RECOMMENDATIONS Pursuant to section 72(2) of the Act, I make the following recommendations:

(i) With the aim of preventing like deaths and promoting public health and safety, I recommend that the Australian and New Zealand College of Radiologists considers using the death of Michele Valentino as a case study in educational campaigns or materials highlighting the importance of communicating urgent and significant unexpected radiological findings directly to the referrer, in keeping with their Standards of Practice for Clinical Radiology.

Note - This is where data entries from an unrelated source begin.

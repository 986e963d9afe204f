use rusqlite::Connection;
use tracing::{debug, info};

use super::{MatchError, MatchOutcome, SOURCE_INTERNAL_CATALOG};
use crate::config;
use crate::db::repository::search_candidates;
use crate::models::{AnalysisOutcome, CandidateFilter, CandidateRecord, ChallengeRecord, MatchResult};

/// Base score for any candidate the filter search returned; the rest of
/// the unit interval is earned by keyword coverage.
const BASE_SCORE: f32 = 0.4;
const COVERAGE_WEIGHT: f32 = 0.6;

/// Catalog-internal strategy: derive search terms from the structured
/// analysis, run the filter search, and score candidates with a
/// deterministic keyword-coverage rule. No oracle, no persistence — the
/// result is reproducible from the catalog alone.
pub fn match_catalog_structured(
    conn: &Connection,
    challenge: &ChallengeRecord,
) -> Result<MatchOutcome, MatchError> {
    let terms = derive_terms(challenge);
    debug!(term_count = terms.len(), "Derived structured search terms");

    let filter = CandidateFilter {
        symptoms: terms.clone(),
        ..Default::default()
    };
    // Score the whole filtered set; the row cap would otherwise cut the
    // set alphabetically before coverage scoring has seen it.
    let found = search_candidates(conn, &filter, usize::MAX)?;

    let mut matches: Vec<MatchResult> = found
        .data
        .iter()
        .map(|candidate| score_candidate(challenge, candidate, &terms))
        .collect();
    matches.sort_by(|a, b| b.score.partial_cmp(&a.score).unwrap_or(std::cmp::Ordering::Equal));
    matches.truncate(config::MAX_MATCHES);

    let total_matches = matches.len();
    info!(total_matches, "Catalog-structured matching complete");
    Ok(MatchOutcome {
        matches,
        total_matches,
        data_source: SOURCE_INTERNAL_CATALOG.to_string(),
        suggestions: None,
    })
}

/// Search terms from the analysis: keywords and categories when the
/// extraction is structured, a word-split heuristic over the challenge
/// texts when it degraded.
fn derive_terms(challenge: &ChallengeRecord) -> Vec<String> {
    let mut terms: Vec<String> = match &challenge.analysis {
        AnalysisOutcome::Structured { items } => items
            .iter()
            .flat_map(|item| item.keywords.iter().chain(item.categories.iter()))
            .map(|t| t.trim().to_lowercase())
            .collect(),
        AnalysisOutcome::Degraded { .. } => challenge
            .joined_challenges()
            .split(|c: char| !c.is_alphanumeric())
            .filter(|w| w.len() > 3)
            .map(|w| w.to_lowercase())
            .collect(),
    };
    terms.retain(|t| !t.is_empty());
    terms.sort();
    terms.dedup();
    terms
}

fn score_candidate(
    challenge: &ChallengeRecord,
    candidate: &CandidateRecord,
    terms: &[String],
) -> MatchResult {
    let text = candidate.free_text().to_lowercase();
    let hits: Vec<&String> = terms.iter().filter(|t| text.contains(t.as_str())).collect();

    let score = if terms.is_empty() {
        0.5
    } else {
        BASE_SCORE + COVERAGE_WEIGHT * (hits.len() as f32 / terms.len() as f32)
    };

    let reason = if hits.is_empty() {
        format!("Matched catalog filters for {}", candidate.business_tag)
    } else {
        format!(
            "Covers {} of {} challenge keywords: {}",
            hits.len(),
            terms.len(),
            hits.iter()
                .map(|s| s.as_str())
                .collect::<Vec<_>>()
                .join(", ")
        )
    };

    MatchResult::new(
        challenge.id,
        Some(candidate.id),
        &candidate.name,
        score,
        &reason,
        &candidate.challenges_solved,
    )
}

#[cfg(test)]
mod tests {
    use super::*;
    use crate::db::repository::candidate::sample_candidate;
    use crate::db::repository::insert_candidate;
    use crate::db::sqlite::open_memory_database;
    use crate::models::{ChallengeAnalysis, Urgency};
    use chrono::Utc;
    use uuid::Uuid;

    fn structured_challenge(keywords: &[&str]) -> ChallengeRecord {
        ChallengeRecord {
            id: Uuid::new_v4(),
            company_name: "Acme".into(),
            source_url: "https://example.com/acme".into(),
            extracted_challenges: vec!["Lead tracking is chaotic".into()],
            analysis: AnalysisOutcome::Structured {
                items: vec![ChallengeAnalysis {
                    categories: vec![],
                    urgency: Urgency::High,
                    keywords: keywords.iter().map(|k| k.to_string()).collect(),
                }],
            },
            created_at: Utc::now(),
        }
    }

    #[test]
    fn keyword_hits_raise_the_score() {
        let conn = open_memory_database().unwrap();
        insert_candidate(&conn, &sample_candidate("Alpha Solutions", "IT")).unwrap();

        let challenge = structured_challenge(&["lead tracking"]);
        let outcome = match_catalog_structured(&conn, &challenge).unwrap();

        assert_eq!(outcome.total_matches, 1);
        assert_eq!(outcome.data_source, "internal-catalog");
        // Full coverage of one term.
        assert!((outcome.matches[0].score - 1.0).abs() < 1e-6);
        assert!(outcome.matches[0].reason.contains("lead tracking"));
    }

    #[test]
    fn degraded_analysis_falls_back_to_word_terms() {
        let conn = open_memory_database().unwrap();
        insert_candidate(&conn, &sample_candidate("Alpha Solutions", "IT")).unwrap();

        let challenge = ChallengeRecord {
            id: Uuid::new_v4(),
            company_name: "Acme".into(),
            source_url: "u".into(),
            extracted_challenges: vec!["they struggle with churn and sales process".into()],
            analysis: AnalysisOutcome::Degraded { raw: "raw".into() },
            created_at: Utc::now(),
        };

        let outcome = match_catalog_structured(&conn, &challenge).unwrap();
        // "churn", "sales" and "process" all appear in the sample candidate.
        assert_eq!(outcome.total_matches, 1);
        assert!(outcome.matches[0].score > BASE_SCORE);
    }

    #[test]
    fn no_terms_and_no_symptoms_returns_whole_catalog_scored_flat() {
        let conn = open_memory_database().unwrap();
        insert_candidate(&conn, &sample_candidate("Alpha Solutions", "IT")).unwrap();
        insert_candidate(&conn, &sample_candidate("Beta Consulting", "HR")).unwrap();

        let challenge = structured_challenge(&[]);
        let outcome = match_catalog_structured(&conn, &challenge).unwrap();

        assert_eq!(outcome.total_matches, 2);
        for m in &outcome.matches {
            assert!((m.score - 0.5).abs() < 1e-6);
        }
    }

    #[test]
    fn results_sorted_descending_and_capped() {
        let conn = open_memory_database().unwrap();
        for i in 0..8 {
            insert_candidate(&conn, &sample_candidate(&format!("Candidate {i}"), "IT")).unwrap();
        }

        let challenge = structured_challenge(&["lead tracking", "blockchain"]);
        let outcome = match_catalog_structured(&conn, &challenge).unwrap();

        assert!(outcome.matches.len() <= crate::config::MAX_MATCHES);
        for pair in outcome.matches.windows(2) {
            assert!(pair[0].score >= pair[1].score);
        }
        for m in &outcome.matches {
            assert!((0.0..=1.0).contains(&m.score));
            assert!(m.candidate_id.is_some());
        }
    }

    #[test]
    fn scoring_sees_past_the_default_search_page() {
        let conn = open_memory_database().unwrap();
        // More filter hits than the default search page holds, all with
        // partial coverage and names that sort early.
        for i in 0..25 {
            insert_candidate(&conn, &sample_candidate(&format!("Candidate {i:02}"), "IT"))
                .unwrap();
        }
        // The only full-coverage candidate sorts after every page cut.
        let mut best = sample_candidate("Zulu Analytics", "IT");
        best.description = "Lead tracking dashboards with telemetry pipelines".into();
        insert_candidate(&conn, &best).unwrap();

        let challenge = structured_challenge(&["lead tracking", "telemetry"]);
        let outcome = match_catalog_structured(&conn, &challenge).unwrap();

        assert_eq!(outcome.matches[0].candidate_name, "Zulu Analytics");
        assert!((outcome.matches[0].score - 1.0).abs() < 1e-6);
    }

    #[test]
    fn no_catalog_rows_yields_empty_outcome() {
        let conn = open_memory_database().unwrap();
        let challenge = structured_challenge(&["quantum"]);
        let outcome = match_catalog_structured(&conn, &challenge).unwrap();
        assert!(outcome.matches.is_empty());
        assert_eq!(outcome.total_matches, 0);
    }
}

(ii) With the aim of preventing like deaths and promoting public health and safety, I recommend that Lumus Imaging reiterate to all employed or contracted radiologists the importance of communicating urgent and significant unexpected radiological findings directly to the referrer, by way of educational campaigns or otherwise.

FINDINGS AND CONCLUSION

  1. The standard of proof for coronial findings of fact is the civil standard of proof on the balance of probabilities, with the Briginshaw gloss or explications.31 Adverse findings or comments against individuals in their professional capacity, or against institutions, are not to be made with the benefit of hindsight but only on the basis of what was known or should reasonably have been known or done at the time, and only where the evidence supports a finding that they departed materially from the standards of their profession and, in so doing, caused or contributed to the death under investigation.

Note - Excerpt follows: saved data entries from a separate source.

pub mod repository;
pub mod sqlite;

pub use repository::*;
pub use sqlite::*;

use thiserror::Error;

#[derive(Error, Debug)]
pub enum DatabaseError {
    #[error("SQLite error: {0}")]
    Sqlite(#[from] rusqlite::Error),

    #[error("Entity not found: {entity_type} with id {id}")]
    NotFound { entity_type: String, id: String },

    #[error("Duplicate {entity_type}: {key}")]
    Duplicate { entity_type: String, key: String },

    #[error("Invalid stored value for {field}: {value}")]
    InvalidValue { field: String, value: String },
}
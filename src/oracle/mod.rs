pub mod embedding;
pub mod llm;

pub use embedding::*;
pub use llm::*;

use thiserror::Error;

/// Failures talking to the generation or embedding oracle.
///
/// Every variant is an upstream condition from the pipeline's point of
/// view — the caller decides whether it is fatal for the current stage.
#[derive(Error, Debug)]
pub enum OracleError {
    #[error("Oracle is not reachable at {0}")]
    Connection(String),

    #[error("Oracle request timed out after {0}s")]
    Timeout(u64),

    #[error("Oracle returned error (status {status}): {body}")]
    Upstream { status: u16, body: String },

    #[error("Response parsing error: {0}")]
    ResponseParsing(String),

    #[error("Embedding dimension mismatch: expected {expected}, got {got}")]
    DimensionMismatch { expected: usize, got: usize },
}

  2. Pursuant to section 67(1) of the Coroners Act 2008 I make the following findings: a. the identity of the deceased was Michele Valentino, born 11 August 1938; b. the death occurred on 24 December 2019 at St Vincent’s Hospital, 41 Victoria Parade, Fitzroy, Victoria, 3065; c. I accept and adopt the medical cause of death as ascribed by Dr Michael Burke and I find that Michele Valentino died from a head injury sustained in a fall;

  3. Having regard to the nature of Michele Valentino’s injury and his post-operative course, I am unable to find whether earlier neurological intervention would have changed Mr Valentino’s clinical course and as such, I am unable to find with any certainty whether his death was preventable in the circumstances.

  4. AND, although I cannot find with any certainty that his death was preventable, I find that the error in interpreting the CT angiogram and the lack of communication between the radiology service and Michele Valentino’s treating clinicians led to an opportunity lost to provide Michele Valentino with the most appropriate medical care and treatment.

  5. AND FURTHER, I find that the medical care and treatment provided to Michele Valentino at St Vincent’s Hospital was reasonable and appropriate in the circumstances.

I convey my sincere condolences to Mr Valentino’s family for their loss.

31 Briginshaw v Briginshaw (1938) 60 CLR 336 at 362-363: ‘The seriousness of an allegation made, the inherent unlikelihood of an occurrence of a given description, or the gravity of the consequences flowing from a particular finding, are considerations which must affect the answer to the question whether the issues had been proved to the reasonable satisfaction of the tribunal. In such matters “reasonable satisfaction” should not be produced by inexact proofs, indefinite testimony, or indirect inferences…’.

Pursuant to section 73(1B) of the Act, I order that this finding be published on the Coroners Court of Victoria website in accordance with the rules.

I direct that a copy of this finding be provided to the following: Pia Valentino, Senior Next of Kin Northern Health St Vincent’s Hospital Melbourne Safer Care Victoria The Royal Australian and New Zealand College of Radiologists Lumus Imaging Senior Constable Shannon Bending, Coroner’s Investigator Signature:

AUDREY JAMIESON CORONER Date: 1 August 2023 NOTE: Under section 83 of the Coroners Act 2008 ('the Act'), a person with sufficient interest in an investigation may appeal to the Trial Division of the Supreme Court against the findings of a coroner in respect of a death after an investigation. An appeal must be made within 6 months after the day on which the determination is made, unless the Supreme Court grants leave to appeal out of time under section 86 of the Act.